Potential 2016 Ballot Questions Find Out Their Fate

What will be on your ballot next fall?

I voted / By Denise Cross via Flickr

I voted / By Denise Cross via Flickr

Some of the prospective 2016 ballot questions that passed the constitutional scrutiny of Attorney General Maura Healey on Wednesday are your typical initiative petition fare involving taxes, education, and marijuana while others are a bit more unusual like a mysterious effort not to repeal but expand the state’s gaming law, a constitutional amendment seeking a ban on public funding for abortion, and a push to change the pricing of health care services.

Of the 32 submitted to Healey’s office, 20 regular initiative petitions and two constitutional amendments survived the vetting process. Ballot questions seeking the legalization of fireworks in Massachusetts, a study on radiation’s health affects on people, and some weird constitutional amendment about regulating corporations did not survive Healey’s review. Successful ballot questions now move forward in the process to the signature gathering phase while the unsuccessful campaigns are left with the option of appealing Healey’s decision in court or starting over.

Two groups attempting to legalize marijuana for recreational use, the Campaign to Regulate Marijuana Like Alcohol and Bay State Repeal, found themselves on the good side of Healey’s review when their dueling petitions were approved. The Campaign to Regulate Marijuana Like Alcohol’s petition is of a replica of successful legalization efforts that created a regulatory framework for pot in places like Colorado and Washington while Bay State Repeal’s campaign is more of a wide open elimination of the state’s current marijuana laws. It’s unclear what will happen if both ballot questions obtain the necessary number of certified signatures needed to qualify for the ballot.

Activists behind the paid sick time campaign in 2014 are pushing a constitutional amendment that would poke holes in the state’s often challenged but never changed flat income tax. The group, Raise Up Massachusetts, wants to see an additional four percent tax levied on individuals with earnings of $1 million in what amounts to a backhanded way to get a graduated income tax in Massachusetts. All previous efforts to implement some form of a graduated income tax have failed miserably at the ballot box in Massachusetts due to the hard work of anti-tax activist Barbara Anderson.
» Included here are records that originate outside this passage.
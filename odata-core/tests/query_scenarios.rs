// End-to-end filter, precondition and query-option scenarios against a
// small customer schema.

use odata_core::edm::{
    EdmEnumType, EdmModel, EdmPrimitiveKind, EdmProperty, EdmStructuredType, EdmTypeRef,
    PrimitiveValue, TypeRegistry,
};
use odata_core::etag::{check_change_preconditions, check_read_preconditions, EtagInformation};
use odata_core::{
    apply_query_options, parse_filter, ComplexValue, Entity, ErrorCode, ExpressionEvaluator,
    ODataError, PreconditionError, PropertyValue, QueryContext, UriInfo,
};
use std::sync::Arc;

fn model() -> EdmModel {
    EdmModel::new("Shop", Arc::new(TypeRegistry::standard()))
        .with_enum_type(
            EdmEnumType::new("Tier")
                .member("Bronze", 0)
                .member("Silver", 1)
                .member("Gold", 2),
        )
        .with_complex_type(
            EdmStructuredType::new("Address")
                .property(EdmProperty::primitive("City", EdmPrimitiveKind::String))
                .property(EdmProperty::primitive("Country", EdmPrimitiveKind::String)),
        )
        .with_entity_type(
            EdmStructuredType::new("Customer")
                .key("ID")
                .property(EdmProperty::primitive("ID", EdmPrimitiveKind::Int32))
                .property(EdmProperty::primitive("Name", EdmPrimitiveKind::String))
                .property(EdmProperty::primitive("Age", EdmPrimitiveKind::Int32))
                .property(EdmProperty::primitive("Balance", EdmPrimitiveKind::Decimal))
                .property(EdmProperty::primitive("Verified", EdmPrimitiveKind::Boolean))
                .property(EdmProperty::new("Tier", EdmTypeRef::Enum("Shop.Tier".into())))
                .property(EdmProperty::new("Address", EdmTypeRef::Complex("Shop.Address".into()))),
        )
        .with_entity_set("Customers", "Customer")
}

fn customer(id: i32, name: &str, age: i32, city: &str, tier: i64) -> Entity {
    Entity::new("Shop.Customer")
        .with("ID", id)
        .with("Name", name)
        .with("Age", age)
        .with("Verified", PropertyValue::null())
        .with(
            "Tier",
            PropertyValue::Enum {
                type_name: "Shop.Tier".into(),
                value: tier,
            },
        )
        .with("Address", ComplexValue::new("Shop.Address").with("City", city).with("Country", "UK"))
}

fn evaluate(entity: &Entity, filter: &str) -> Result<odata_core::TypedOperand, ODataError> {
    let edm = model();
    let uri_info = UriInfo::default();
    let ctx = QueryContext::new(&uri_info, &edm);
    let expr = parse_filter(filter)?;
    ExpressionEvaluator::for_entity(entity, ctx).evaluate(&expr)
}

#[cfg(test)]
mod filter_scenarios {
    use super::*;

    #[test]
    fn test_age_comparison_yields_typed_boolean() {
        let entity = customer(1, "Ada", 30, "London", 2);
        let result = evaluate(&entity, "Age gt 25").unwrap();
        assert!(result.is(EdmPrimitiveKind::Boolean));
        assert_eq!(result.value(), &PrimitiveValue::Boolean(true));
    }

    #[test]
    fn test_mismatched_literal_is_an_error_not_false() {
        let entity = customer(1, "Ada", 30, "London", 2);
        let err = evaluate(&entity, "Age eq 'thirty'").unwrap_err();
        assert_eq!(err.code, ErrorCode::BadRequest);
        assert_eq!(err.status_code(), 400);
    }

    #[test]
    fn test_three_valued_truth_table() {
        let entity = customer(1, "Ada", 30, "London", 2);
        let cases = [
            ("null and false", Some(false)),
            ("false and null", Some(false)),
            ("null and true", None),
            ("null and null", None),
            ("null or false", None),
            ("null or true", Some(true)),
            ("true or null", Some(true)),
            ("null or null", None),
            ("Verified and false", Some(false)),
            ("Verified or true", Some(true)),
            ("not Verified", None),
        ];
        for (filter, expected) in cases {
            let result = evaluate(&entity, filter).unwrap();
            assert!(result.is(EdmPrimitiveKind::Boolean), "{} is not boolean", filter);
            assert_eq!(result.value().as_bool(), expected, "{}", filter);
        }
    }

    #[test]
    fn test_enum_and_nested_members() {
        let entity = customer(1, "Ada", 30, "London", 2);
        assert_eq!(
            evaluate(&entity, "Tier eq Shop.Tier'Gold' and Address/City eq 'London'")
                .unwrap()
                .value(),
            &PrimitiveValue::Boolean(true)
        );
        let err = evaluate(&entity, "Tier eq Shop.Tier'Gold,Silver'").unwrap_err();
        assert_eq!(err.status_code(), 400);
    }

    #[test]
    fn test_decimal_promotion_against_double() {
        let entity = customer(1, "Ada", 30, "London", 2).with(
            "Balance",
            PrimitiveValue::Decimal("10.5".parse().unwrap()),
        );
        assert_eq!(
            evaluate(&entity, "Balance gt 10.25d").unwrap().value(),
            &PrimitiveValue::Boolean(true)
        );
        assert_eq!(
            evaluate(&entity, "Balance add 0.5 eq 11").unwrap().value(),
            &PrimitiveValue::Boolean(true)
        );
    }
}

#[cfg(test)]
mod precondition_scenarios {
    use super::*;

    #[test]
    fn test_if_match_mismatch_and_wildcard() {
        let stored = Some("\"abc\"");
        let none = EtagInformation::default();

        let mismatch = EtagInformation::parse(&["\"xyz\""]);
        assert_eq!(
            check_change_preconditions(stored, &mismatch, &none),
            Err(PreconditionError::Failed("If-Match".to_string()))
        );
        assert!(check_read_preconditions(stored, &mismatch, &none).is_err());

        let wildcard = EtagInformation::parse(&["*"]);
        assert!(wildcard.is_matched_by(stored));
        assert_eq!(check_change_preconditions(stored, &wildcard, &none), Ok(()));
    }

    #[test]
    fn test_if_none_match_signals_not_modified() {
        let stored = Some("W/\"abc\"");
        let none = EtagInformation::default();
        let if_none_match = EtagInformation::parse(&["\"abc\""]);
        assert_eq!(check_read_preconditions(stored, &none, &if_none_match), Ok(true));
        assert!(check_change_preconditions(stored, &none, &if_none_match).is_err());
    }

    #[test]
    fn test_precondition_error_maps_to_412() {
        let err: ODataError = PreconditionError::Failed("If-Match".into()).into();
        assert_eq!(err.status_code(), 412);
    }
}

#[cfg(test)]
mod query_option_scenarios {
    use super::*;

    fn customers() -> Vec<Entity> {
        vec![
            customer(1, "Ada", 36, "London", 2),
            customer(2, "Grace", 45, "Arlington", 1),
            customer(3, "Linus", 28, "Helsinki", 0),
            customer(4, "Barbara", 45, "London", 2),
        ]
    }

    fn names(entities: &[Entity]) -> Vec<&str> {
        entities
            .iter()
            .filter_map(|e| e.property("Name").and_then(PropertyValue::as_primitive))
            .filter_map(PrimitiveValue::as_str)
            .collect()
    }

    #[test]
    fn test_query_string_end_to_end() {
        let edm = model();
        let info = UriInfo::from_query(
            "$filter=Address/City%20eq%20'London'%20or%20Age%20gt%20@min&$orderby=Age%20desc,Name&$count=true&$top=2&@min=40",
        )
        .unwrap();
        let result = apply_query_options(customers(), &info, &edm, None).unwrap();
        assert_eq!(result.count, Some(3));
        assert_eq!(names(&result.entities), vec!["Barbara", "Grace"]);
    }

    #[test]
    fn test_lambda_free_method_filter() {
        let edm = model();
        let info = UriInfo::default().with_filter("startswith(Name,'A') or endswith(Name,'s')");
        let result = apply_query_options(customers(), &info, &edm, None).unwrap();
        assert_eq!(names(&result.entities), vec!["Ada", "Linus"]);
    }

    #[test]
    fn test_unsupported_reference_is_501() {
        let edm = model();
        let info = UriInfo::default().with_filter("$root eq null");
        let err = apply_query_options(customers(), &info, &edm, None).unwrap_err();
        assert_eq!(err.status_code(), 501);
    }
}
On the always reliable animal rights front, two separate groups are moving forward with initiatives to protect whales and animals in shelters. Richard Maximus Strahan, a longtime activist/gadfly in the Boston area is pushing a ballot question that would require fishermen in Massachusetts to change the kind of nets and lines they use. His initiative would block the state from issuing licenses to commercial fishermen that use equipment “known to historically cause the entanglement of any whale or sea turtle.”

Pearl Cohen submitted ballot questions that if passed would reform the way animal shelters keep records and attempt to curtail euthanasia in said shelters.

Meanwhile, Secretary of State William Galvin’s public records ballot question was approved by Healey but there is still time for the legislature to pass the reform package he wants and save Galvin from being in the unusual position of gathering signatures for something he could not pass on Beacon Hill.